The Committee’s receipt of the in-kind contribution of catering caused the Committee to be noncompliant with several areas of law. First, because the Committee received the benefit of the catering payment on March 27, 2024, and did not obtain the required contributor information until August 1, 2024, a period of 127 days, the Committee did not comply with the 60-day requirement imposed by Section 85700. Having not received the required contributor information by May 26, 2024, the Committee should have returned, or refunded, the contribution. Concerningly, the Committee accepted $8,000 worth of catering for a campaign event and appears not to have obtained any record of who made that payment for more than four months.
Second, the Committee did not appropriately forfeit contributions over the limit. Pursuant to Regulation 18421.1, the Committee received the contributions over the limit from Miner and Anderson on March 27, 2024, though the Committee was not made aware of those contributions until August 1, 2024. As required by Section 1.114(f), the Committee should have promptly paid to the City and County of San Francisco the excess amount it had received, or $650 per individual. Instead, the Committee reported the amounts received over the limit as accrued expenses to Miner and Anderson in an amended Form 460 filed September 26, 2024, then refunded Miner and Anderson on October 1, 2024.
Finally, because the nonmonetary contributions were facilitated by Miner and/or Anderson, the Committee was likely required to report their information as an intermediary along with the reported nonmonetary contributions. For purposes of Section 84302, Auditors presume that the spouses Miner and Anderson were acting jointly because the full amount of the Golder Standard invoice was billed only to Robert Anderson, and the letter informing the Committee of the in-kind contribution was on behalf only of Miner’s major donor committee. Miner and/or Anderson, or Miner’s major donor committee, likely qualified as an intermediary pursuant to Section 84302 and Regulation 18432.5(a) because the invoice to the caterer indicated that Anderson was the sole contributor of the in-kind contribution, and it was only through disclosure by Miner’s counsel that the Committee was made aware of the identities of the true sources of the contributions. Accordingly, the Committee should have reported the name, address, occupation, and employer of the intermediary along with each of the 14 disclosed nonmonetary contributions.

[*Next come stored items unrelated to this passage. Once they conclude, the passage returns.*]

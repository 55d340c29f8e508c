//! Forecaster interface and forecast retrieval over a feature table.

use chrono::NaiveDate;
use nalgebra::DMatrix;
use serde::{Deserialize, Serialize};
use tracing::{debug, info};

use crate::domain::{Maturity, ModelType, catalog};
use crate::error::AppError;
use crate::table::FeatureTable;

/// Mean path with lower/upper interval bounds, one entry per step.
#[derive(Debug, Clone, Default, PartialEq, Serialize, Deserialize)]
pub struct ForecastPath {
    pub mean: Vec<f64>,
    pub lower: Vec<f64>,
    pub upper: Vec<f64>,
}

impl ForecastPath {
    pub fn len(&self) -> usize {
        self.mean.len()
    }

    pub fn is_empty(&self) -> bool {
        self.mean.is_empty()
    }

    /// Check the path has `horizon` finite, ordered entries.
    pub fn validate(&self, horizon: usize) -> Result<(), AppError> {
        if self.mean.len() != horizon || self.lower.len() != horizon || self.upper.len() != horizon {
            return Err(AppError::numerical(format!(
                "Forecaster returned {} steps for a horizon of {horizon}.",
                self.mean.len()
            )));
        }
        for i in 0..horizon {
            let (lo, m, hi) = (self.lower[i], self.mean[i], self.upper[i]);
            if !(lo.is_finite() && m.is_finite() && hi.is_finite()) {
                return Err(AppError::numerical(format!("Forecast step {} is not finite.", i + 1)));
            }
            if lo > m || m > hi {
                return Err(AppError::numerical(format!(
                    "Forecast step {} has an inverted interval ({lo} / {m} / {hi}).",
                    i + 1
                )));
            }
        }
        Ok(())
    }
}

/// A pre-trained forecaster: training column order plus a forecast function.
pub trait Forecaster {
    /// Exogenous columns in the order the model was trained with.
    fn exog_columns(&self) -> &[String];

    /// Forecast `horizon` steps given one exogenous row per step.
    fn forecast(&self, exog: &DMatrix<f64>, horizon: usize) -> Result<ForecastPath, AppError>;
}

/// Resolves artifact names to forecasters.
pub trait ArtifactStore {
    fn load(&self, name: &str) -> Result<Box<dyn Forecaster>, AppError>;
}

/// Map each training column to its source in `actual`.
///
/// `Some(i)` reads table column `i`; `None` is a catalog tariff feature the
/// user did not select, fed as zeros. Any other missing column, any table
/// column the forecaster was not trained on, and present columns out of
/// training order are dispatch errors.
pub fn align_columns(expected: &[String], actual: &[&str]) -> Result<Vec<Option<usize>>, AppError> {
    let mut plan = Vec::with_capacity(expected.len());
    let mut missing: Vec<&str> = Vec::new();
    for e in expected {
        match actual.iter().position(|a| a == e) {
            Some(i) => plan.push(Some(i)),
            None if catalog::is_tariff_feature(e) => plan.push(None),
            None => missing.push(e),
        }
    }
    let extra: Vec<&str> = actual
        .iter()
        .copied()
        .filter(|a| !expected.iter().any(|e| e == a))
        .collect();

    let in_order = plan.iter().flatten().is_sorted_by(|a, b| a < b);
    if missing.is_empty() && extra.is_empty() && in_order {
        return Ok(plan);
    }
    let detail = if missing.is_empty() && extra.is_empty() {
        "same columns in a different order".to_string()
    } else {
        format!("missing [{}], unexpected [{}]", missing.join(", "), extra.join(", "))
    };
    Err(AppError::dispatch(format!(
        "Feature table columns do not match the forecaster ({detail}).\n  expected: {}\n  actual:   {}",
        expected.join(", "),
        actual.join(", ")
    )))
}

/// Forecast over the whole table: horizon is the number of rows and the
/// exogenous matrix follows the forecaster's training column order.
pub fn forecast(handle: &dyn Forecaster, table: &FeatureTable) -> Result<ForecastPath, AppError> {
    let plan = align_columns(handle.exog_columns(), &table.column_names())?;
    let filled = plan.iter().filter(|p| p.is_none()).count();
    if filled > 0 {
        debug!(columns = filled, "unselected tariff features fed as zeros");
    }
    let exog = table.exog_matrix_for(&plan)?;
    let horizon = table.len();
    let path = handle.forecast(&exog, horizon)?;
    path.validate(horizon)?;
    Ok(path)
}

/// Row index used for `target`: the last row on or before it.
pub fn row_for_date(dates: &[NaiveDate], target: NaiveDate) -> Result<usize, AppError> {
    match (dates.first(), dates.last()) {
        (Some(&first), Some(&last)) if target >= first && target <= last => {
            Ok(dates.partition_point(|d| *d <= target) - 1)
        }
        (Some(first), Some(last)) => Err(AppError::input(format!(
            "Target date {target} is outside the forecast horizon [{first}, {last}]."
        ))),
        _ => Err(AppError::precondition("Forecast horizon is empty.")),
    }
}

/// Mean forecast at `target`.
pub fn forecast_at(handle: &dyn Forecaster, table: &FeatureTable, target: NaiveDate) -> Result<f64, AppError> {
    let i = row_for_date(table.dates(), target)?;
    let path = forecast(handle, table)?;
    Ok(path.mean[i])
}

/// A single dated forecast value with its interval.
#[derive(Debug, Clone, Copy, PartialEq, Serialize, Deserialize)]
pub struct ForecastPoint {
    pub date: NaiveDate,
    pub mean: f64,
    pub lower: f64,
    pub upper: f64,
}

/// A forecast path labelled with its dispatch key and dates.
#[derive(Debug, Clone, PartialEq)]
pub struct ForecastSeries {
    pub maturity: Maturity,
    pub model_type: ModelType,
    pub artifact: String,
    pub dates: Vec<NaiveDate>,
    pub path: ForecastPath,
}

impl ForecastSeries {
    pub fn at(&self, target: NaiveDate) -> Result<ForecastPoint, AppError> {
        let i = row_for_date(&self.dates, target)?;
        Ok(ForecastPoint {
            date: self.dates[i],
            mean: self.path.mean[i],
            lower: self.path.lower[i],
            upper: self.path.upper[i],
        })
    }

    pub fn last(&self) -> Option<ForecastPoint> {
        let date = *self.dates.last()?;
        self.at(date).ok()
    }
}

pub(crate) fn log_series(series: &ForecastSeries) {
    if let Some(p) = series.last() {
        info!(
            maturity = series.maturity.years(),
            artifact = %series.artifact,
            steps = series.path.len(),
            last_mean = p.mean,
            "forecast computed"
        );
    }
}
//! Domain types used throughout the pipeline.
//!
//! This module defines:
//!
//! - selection enums (`VariableGroup`, `MacroSeries`, `Cadence`)
//! - dispatch keys (`ModelType`, `Maturity`)
//! - curve parameters (`AfnsParams`) and run configuration
//! - the fixed tariff catalog

pub mod catalog;
pub mod types;

pub use catalog::TariffCategory;
pub use types::*;
//! Bridge configuration
//!
//! Configuration can be built in code, or loaded from a TOML/YAML/JSON file
//! with `DBGBRIDGE__*` environment variables layered on top:
//!
//! ```toml
//! [connection]
//! port = 9000
//! idekey = "dbgbridge"
//! break_on_entry = true
//!
//! [logging]
//! level = "debug"
//! ```
//!
//! `DBGBRIDGE__CONNECTION__PORT=9003` then overrides the port.

use std::path::{Path, PathBuf};
use std::time::Duration;

use serde::{Deserialize, Serialize};

use crate::error::{BridgeError, BridgeResult};

/// Environment prefix for overrides
pub const ENV_PREFIX: &str = "DBGBRIDGE";

/// Top-level configuration
#[derive(Debug, Clone, Default, PartialEq, Serialize, Deserialize)]
#[serde(default)]
pub struct BridgeConfig {
    /// Engine-side settings
    pub connection: ConnectionConfig,
    /// Logging settings
    pub logging: LoggingConfig,
}

/// Engine-side settings
#[derive(Debug, Clone, PartialEq, Eq, Serialize, Deserialize)]
#[serde(default)]
pub struct ConnectionConfig {
    /// Address the engine listener binds to
    pub bind_address: String,
    /// Port the engine listener binds to
    pub port: u16,
    /// Only accept engines announcing this IDE key
    pub idekey: Option<String>,
    /// Maximum number of live sessions
    pub max_sessions: usize,
    /// Timeout for non-continuation engine commands, in milliseconds
    pub command_timeout_ms: u64,
    /// Stop on the first line instead of running to the first breakpoint
    pub break_on_entry: bool,
    /// URL reported as the page frame
    pub target_url: String,
    /// Capacity of the session event channel
    pub event_capacity: usize,
}

impl Default for ConnectionConfig {
    fn default() -> Self {
        Self {
            bind_address: "127.0.0.1".to_string(),
            port: 9000,
            idekey: None,
            max_sessions: 8,
            command_timeout_ms: 5_000,
            break_on_entry: false,
            target_url: "file:///".to_string(),
            event_capacity: 256,
        }
    }
}

impl ConnectionConfig {
    /// Command timeout as a `Duration`
    pub fn command_timeout(&self) -> Duration {
        Duration::from_millis(self.command_timeout_ms)
    }

    /// Check values that would make the bridge unusable
    ///
    /// # Errors
    ///
    /// Returns [`BridgeError::Configuration`] naming the offending key.
    pub fn validate(&self) -> BridgeResult<()> {
        if self.max_sessions == 0 {
            return Err(BridgeError::configuration_with_key(
                "must allow at least one session",
                "connection.max_sessions",
            ));
        }
        if self.command_timeout_ms == 0 {
            return Err(BridgeError::configuration_with_key(
                "must be greater than zero",
                "connection.command_timeout_ms",
            ));
        }
        if self.event_capacity == 0 {
            return Err(BridgeError::configuration_with_key(
                "must be greater than zero",
                "connection.event_capacity",
            ));
        }
        if self.idekey.as_deref() == Some("") {
            return Err(BridgeError::configuration_with_key(
                "must not be empty, omit it to accept any key",
                "connection.idekey",
            ));
        }
        Ok(())
    }
}

/// Where log output goes
#[derive(Debug, Clone, Copy, Default, PartialEq, Eq, Serialize, Deserialize)]
#[serde(rename_all = "snake_case")]
pub enum LogOutput {
    /// Discard logs
    None,
    /// Standard error; stdout is left to the client protocol
    #[default]
    Stderr,
    /// Rolling files only
    File,
    /// Standard error and rolling files
    Both,
}

/// How often log files roll over
#[derive(Debug, Clone, Copy, Default, PartialEq, Eq, Serialize, Deserialize)]
#[serde(rename_all = "snake_case")]
pub enum LogRotation {
    /// Every hour
    Hourly,
    /// Every day
    #[default]
    Daily,
    /// Single file
    Never,
}

/// Logging settings, see [`LoggingConfig::init`]
#[derive(Debug, Clone, PartialEq, Eq, Serialize, Deserialize)]
#[serde(default)]
pub struct LoggingConfig {
    /// Default filter directive; `RUST_LOG` wins when set
    pub level: String,
    /// JSON lines instead of human-readable text
    pub structured: bool,
    /// Output target
    pub output: LogOutput,
    /// Directory for log files
    pub directory: Option<PathBuf>,
    /// Log file name prefix
    pub file_prefix: String,
    /// Log file rotation
    pub rotation: LogRotation,
}

impl Default for LoggingConfig {
    fn default() -> Self {
        Self {
            level: "info".to_string(),
            structured: false,
            output: LogOutput::Stderr,
            directory: None,
            file_prefix: "dbgbridge".to_string(),
            rotation: LogRotation::Daily,
        }
    }
}

impl LoggingConfig {
    /// Warnings and errors on stderr
    pub fn quiet() -> Self {
        Self {
            level: "warn".to_string(),
            ..Self::default()
        }
    }

    /// Everything from dbgbridge at debug level on stderr
    pub fn verbose() -> Self {
        Self {
            level: "dbgbridge=debug,dbgbridge_native=debug,info".to_string(),
            ..Self::default()
        }
    }

    /// JSON logs to rolling files in `directory`
    pub fn file(directory: impl Into<PathBuf>) -> Self {
        Self {
            structured: true,
            output: LogOutput::File,
            directory: Some(directory.into()),
            ..Self::default()
        }
    }
}

impl BridgeConfig {
    /// Load from a file, with `DBGBRIDGE__*` environment overrides
    ///
    /// # Errors
    ///
    /// Returns an error if the file is missing, has an unsupported extension,
    /// does not parse, or holds invalid connection settings.
    pub fn from_file(path: impl AsRef<Path>) -> BridgeResult<Self> {
        Self::from_file_with_prefix(path, ENV_PREFIX)
    }

    /// Load from a file, with environment overrides under a custom prefix
    ///
    /// # Errors
    ///
    /// See [`BridgeConfig::from_file`].
    pub fn from_file_with_prefix(path: impl AsRef<Path>, env_prefix: &str) -> BridgeResult<Self> {
        use config::{Config, Environment, File, FileFormat};

        let path = path.as_ref();
        if !path.exists() {
            return Err(BridgeError::configuration(format!(
                "config file not found: {}",
                path.display()
            )));
        }

        let format = match path.extension().and_then(|s| s.to_str()) {
            Some("toml") => FileFormat::Toml,
            Some("yaml" | "yml") => FileFormat::Yaml,
            Some("json") => FileFormat::Json,
            other => {
                return Err(BridgeError::configuration(format!(
                    "unsupported config format: {}",
                    other.unwrap_or("<none>")
                )));
            }
        };
        let path_str = path
            .to_str()
            .ok_or_else(|| BridgeError::configuration("config path is not valid UTF-8"))?;

        let loaded: Self = Config::builder()
            .add_source(File::new(path_str, format))
            .add_source(
                Environment::with_prefix(env_prefix)
                    .prefix_separator("__")
                    .separator("__")
                    .try_parsing(true),
            )
            .build()?
            .try_deserialize()?;

        loaded.connection.validate()?;
        Ok(loaded)
    }
}

#[cfg(test)]
mod tests {
    use super::*;
    use std::io::Write;

    #[test]
    fn test_defaults_are_valid() {
        let config = BridgeConfig::default();
        assert!(config.connection.validate().is_ok());
        assert_eq!(config.connection.command_timeout(), Duration::from_secs(5));
        assert_eq!(config.logging.output, LogOutput::Stderr);
    }

    #[test]
    fn test_validate_rejects_zero_sessions() {
        let config = ConnectionConfig {
            max_sessions: 0,
            ..ConnectionConfig::default()
        };
        let err = config.validate().unwrap_err();
        assert!(matches!(
            err,
            BridgeError::Configuration { key: Some(ref key), .. } if key == "connection.max_sessions"
        ));
    }

    #[test]
    fn test_from_toml_file() {
        let mut file = tempfile::Builder::new().suffix(".toml").tempfile().unwrap();
        writeln!(
            file,
            "[connection]\nport = 9003\nidekey = \"dbg\"\nbreak_on_entry = true\n\n[logging]\nlevel = \"debug\"\noutput = \"none\""
        )
        .unwrap();

        let config = BridgeConfig::from_file_with_prefix(file.path(), "DBGBRIDGE_TEST_TOML").unwrap();
        assert_eq!(config.connection.port, 9003);
        assert_eq!(config.connection.idekey.as_deref(), Some("dbg"));
        assert!(config.connection.break_on_entry);
        assert_eq!(config.connection.max_sessions, 8);
        assert_eq!(config.logging.level, "debug");
        assert_eq!(config.logging.output, LogOutput::None);
    }

    #[test]
    fn test_from_json_file() {
        let mut file = tempfile::Builder::new().suffix(".json").tempfile().unwrap();
        write!(file, r#"{{"connection": {{"target_url": "http://localhost/app"}}}}"#).unwrap();

        let config = BridgeConfig::from_file_with_prefix(file.path(), "DBGBRIDGE_TEST_JSON").unwrap();
        assert_eq!(config.connection.target_url, "http://localhost/app");
    }

    #[test]
    fn test_missing_and_unsupported_files() {
        assert!(BridgeConfig::from_file("/definitely/not/here.toml").is_err());

        let file = tempfile::Builder::new().suffix(".ini").tempfile().unwrap();
        assert!(BridgeConfig::from_file(file.path()).is_err());
    }
}
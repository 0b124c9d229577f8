//! Logging initialization
//!
//! Logs never go to stdout: when the bridge is driven over stdio, stdout is
//! the client protocol channel.
//!
//! ```rust,no_run
//! use dbgbridge::LoggingConfig;
//!
//! // Stderr only, nothing to hold on to
//! LoggingConfig::quiet().init()?;
//!
//! // File logging buffers in the background; keep the guard alive
//! let _guard = LoggingConfig::file("/var/log/dbgbridge").init()?;
//! # Ok::<(), std::io::Error>(())
//! ```

use std::io;

use tracing_appender::non_blocking::WorkerGuard;
use tracing_subscriber::fmt::writer::{BoxMakeWriter, MakeWriterExt};
use tracing_subscriber::prelude::*;
use tracing_subscriber::{EnvFilter, fmt};

use crate::config::{LogOutput, LogRotation, LoggingConfig};

/// Flushes buffered file logs when dropped
#[derive(Debug)]
pub struct LoggingGuard {
    _guards: Vec<WorkerGuard>,
}

impl LoggingConfig {
    /// Install the global tracing subscriber
    ///
    /// Returns a guard when file output is enabled; it must be held until
    /// shutdown or buffered lines are lost.
    ///
    /// # Errors
    ///
    /// Returns an error if file output is configured without a directory,
    /// the directory cannot be created, or a global subscriber is already set.
    pub fn init(&self) -> io::Result<Option<LoggingGuard>> {
        let filter =
            EnvFilter::try_from_default_env().unwrap_or_else(|_| EnvFilter::new(&self.level));

        let (writer, guards) = match self.output {
            LogOutput::None => return Ok(None),
            LogOutput::Stderr => (BoxMakeWriter::new(io::stderr), Vec::new()),
            LogOutput::File => {
                let (file, guard) = self.file_writer()?;
                (BoxMakeWriter::new(file), vec![guard])
            }
            LogOutput::Both => {
                let (file, file_guard) = self.file_writer()?;
                let (stderr, stderr_guard) = tracing_appender::non_blocking(io::stderr());
                (
                    BoxMakeWriter::new(file.and(stderr)),
                    vec![file_guard, stderr_guard],
                )
            }
        };

        let registry = tracing_subscriber::registry().with(filter);
        let installed = if self.structured {
            registry
                .with(fmt::layer().json().with_writer(writer))
                .try_init()
        } else {
            registry
                .with(fmt::layer().with_ansi(false).with_writer(writer))
                .try_init()
        };
        installed.map_err(|e| io::Error::other(e.to_string()))?;

        Ok((!guards.is_empty()).then_some(LoggingGuard { _guards: guards }))
    }

    fn file_writer(&self) -> io::Result<(tracing_appender::non_blocking::NonBlocking, WorkerGuard)> {
        let dir = self.directory.as_ref().ok_or_else(|| {
            io::Error::new(
                io::ErrorKind::InvalidInput,
                "file logging requires logging.directory",
            )
        })?;
        std::fs::create_dir_all(dir)?;

        let appender = match self.rotation {
            LogRotation::Hourly => tracing_appender::rolling::hourly(dir, &self.file_prefix),
            LogRotation::Daily => tracing_appender::rolling::daily(dir, &self.file_prefix),
            LogRotation::Never => tracing_appender::rolling::never(dir, &self.file_prefix),
        };
        Ok(tracing_appender::non_blocking(appender))
    }
}
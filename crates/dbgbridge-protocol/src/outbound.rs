//! Messages written back to the client

use serde::{Deserialize, Serialize};
use serde_json::Value;

use crate::domain::Domain;
use crate::envelope::MessageId;

/// One line of client-bound traffic.
///
/// Serialized without a tag; the shape alone tells the variants apart:
///
/// - reply: `{"id":1,"result":{...}}`
/// - error: `{"id":1,"error":"..."}` (`id` is `null` when the command had none)
/// - event: `{"method":"Debugger.paused","params":{...}}`
#[derive(Debug, Clone, PartialEq, Serialize, Deserialize)]
#[serde(untagged)]
pub enum OutboundMessage {
    /// Successful command result
    Reply {
        /// Command id
        id: MessageId,
        /// Handler result
        result: Value,
    },
    /// Failed command
    Error {
        /// Command id, if it could be determined
        id: Option<MessageId>,
        /// Human-readable error text
        error: String,
    },
    /// Spontaneous notification
    Event {
        /// Fully-qualified event name
        method: String,
        /// Event payload
        params: Value,
    },
}

impl OutboundMessage {
    /// Create a success reply
    pub fn reply(id: MessageId, result: Value) -> Self {
        Self::Reply { id, result }
    }

    /// Create an error reply
    pub fn error(id: Option<MessageId>, error: impl Into<String>) -> Self {
        Self::Error {
            id,
            error: error.into(),
        }
    }

    /// Create an event for `domain.name`
    pub fn event(domain: Domain, name: &str, params: Value) -> Self {
        Self::Event {
            method: domain.method(name),
            params,
        }
    }

    /// Id this message answers, `None` for events and id-less errors
    pub fn id(&self) -> Option<MessageId> {
        match self {
            Self::Reply { id, .. } => Some(*id),
            Self::Error { id, .. } => *id,
            Self::Event { .. } => None,
        }
    }

    /// Whether this message answers a command (as opposed to an event)
    pub fn is_response(&self) -> bool {
        !matches!(self, Self::Event { .. })
    }

    /// Serialize to a single JSON line (no trailing newline)
    ///
    /// # Errors
    ///
    /// Returns an error if a payload contains a value serde_json refuses,
    /// such as a map with non-string keys.
    pub fn to_json(&self) -> serde_json::Result<String> {
        serde_json::to_string(self)
    }
}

The Committee may have also been required to file a Form SFEC-125 Bundled Contributions Disclosure Report under local law. In this case, an individual delivered 14 nonmonetary contributions totaling $6,700 to the Committee, that individual being Anderson, in whose name the in-kind contribution was purchased, or Miner, whose counsel informed the Committee that the contributions had been made.
The table below summarizes the reported nonmonetary contributions discussed in this finding:
| Contributor Name | Amount | Date |
|---|---|---|
| Amiee Allison | $500 | 3/25/2024 |
| Callum Anderson | $500 | |
| Dashiell Anderson | $500 | |
| Frances Anderson | $500 | |
| Lucinda Anderson | $500 | |
| Svea Horton | $200 | |
| Stacey Hubbard | $500 | |
| Ana Leiva | $500 | |
| Mary Miner | $500 | |
| Elisangela Pereira | $500 | |
| Silvia Pleitez | $500 | |
| Jacqueline Rutherford | $500 | |
| Catherine Stefani | $500 | |
| Lilian Wilsted | $500 |
The table below summarizes the reported expenditures discussed in this finding:
| Payee Name | Date of Payee Expenditure | Amount | Subvendor Name | Date of Subvendor Expenditure | Amount |
|---|---|---|---|---|---|
| Nicola Miner | 10/1/2024 | $650 | Audie Golder | 6/30/2024 | $650 |
| Robert Anderson | 10/1/2024 | $650 | Audie Golder | 6/30/2024 | $650 |
Committee Response to Finding
The Treasurer provided the following comment: “On August 4, 2024, the Fundraising Consultant forwarded to the Committee a memo from Nicola Miner and Robert Anderson’s legal counsel detailing the in-kind contributions made at the event for a total cost of $8,000. However, the total in-kind contributions listed in the memo only totaled $7,700 and included $500 in-kind contributions from Nicola Miner and Robert Anderson, who were ineligible to contribute as they had previously made monetary contributions of $500 to the Committee. This is the first time the Committee became aware of the in-kind contributions. The Committee contacted the legal counsel of Nicola Miner and Robert Anderston to clarify the discrepancies in the memo and eventually received an invoice from Nicola Miner and Robert Anderson for the difference between the total catering and the individuals who provided in-kind contributions for the catering. At the time, the Committee understood that the individuals listed in the memo paid the caterer directly and did not make intermediary in-kind contributions through Nicola Miner and Robert Anderson. As such, the contributions would not have been bundled. The Committee subsequently learned on December 9, 2025 that Nicola Miner and Robert Anderson had paid for the catering by check, and the donors had reimbursed them. Even if the Committee had knowledge that the in-kind contributions were made through intermediaries, the bundled in-kind contributions would not have reached the $5,000 threshold required for reporting as they were equally bundled between Nicola Miner and Robert Anderson, totaling $3,850 bundled through each respectively.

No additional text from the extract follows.